Dataset entries:

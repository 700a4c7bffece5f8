use std::fs::File;
use std::io::Write;
use std::path::Path;
use zip::ZipWriter;
use zip::write::SimpleFileOptions;

/// Write a minimal JAR: an optional manifest with a Class-Path attribute and
/// a list of class-file entries.
pub fn write_jar(path: &Path, class_path: Option<&str>, entries: &[&str]) {
    let file = File::create(path).unwrap();
    let mut zip = ZipWriter::new(file);
    let options = SimpleFileOptions::default();

    if let Some(class_path) = class_path {
        zip.start_file("META-INF/MANIFEST.MF", options).unwrap();
        write!(zip, "Manifest-Version: 1.0\r\nClass-Path: {class_path}\r\n\r\n").unwrap();
    }
    for entry in entries {
        zip.start_file(*entry, options).unwrap();
        // CAFEBABE header is enough to look like a class file
        zip.write_all(&[0xCA, 0xFE, 0xBA, 0xBE, 0x00, 0x00, 0x00, 0x34])
            .unwrap();
    }
    zip.finish().unwrap();
}
use classglob_core::PatternResolver;

pub fn run(
    resolver: &PatternResolver,
    pattern: &str,
    json: bool,
    count: bool,
) -> Result<(), Box<dyn std::error::Error>> {
    let resources = resolver.resolve(pattern)?;

    if count {
        println!("{}", resources.len());
    } else if json {
        let uris: Vec<String> = resources.iter().map(|r| r.uri()).collect();
        println!("{}", serde_json::to_string_pretty(&uris)?);
    } else {
        for resource in &resources {
            println!("{}", resource.uri());
        }
    }
    Ok(())
}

- _YOUR GOAL_
Without skipping anything, transcribe every line above exactly.

- _WRITTEN REPLY_
repository 700a4c7bffece5f8
use std::fs::File;
use std::io::Write;
use std::path::Path;
use zip::ZipWriter;
use zip::write::SimpleFileOptions;

/// Write a minimal JAR: an optional manifest with a Class-Path attribute and
/// a list of class-file entries.
pub fn write_jar(path: &Path, class_path: Option<&str>, entries: &[&str]) {
    let file = File::create(path).unwrap();
    let mut zip = ZipWriter::new(file);
    let options = SimpleFileOptions::default();

    if let Some(class_path) = class_path {
        zip.start_file("META-INF/MANIFEST.MF", options).unwrap();
        write!(zip, "Manifest-Version: 1.0\r\nClass-Path: {class_path}\r\n\r\n").unwrap();
    }
    for entry in entries {
        zip.start_file(*entry, options).unwrap();
        // CAFEBABE header is enough to look like a class file
        zip.write_all(&[0xCA, 0xFE, 0xBA, 0xBE, 0x00, 0x00, 0x00, 0x34])
            .unwrap();
    }
    zip.finish().unwrap();
}
use classglob_core::PatternResolver;

pub fn run(
    resolver: &PatternResolver,
    pattern: &str,
    json: bool,
    count: bool,
) -> Result<(), Box<dyn std::error::Error>> {
    let resources = resolver.resolve(pattern)?;

    if count {
        println!("{}", resources.len());
    } else if json {
        let uris: Vec<String> = resources.iter().map(|r| r.uri()).collect();
        println!("{}", serde_json::to_string_pretty(&uris)?);
    } else {
        for resource in &resources {
            println!("{}", resource.uri());
        }
    }
    Ok(())
}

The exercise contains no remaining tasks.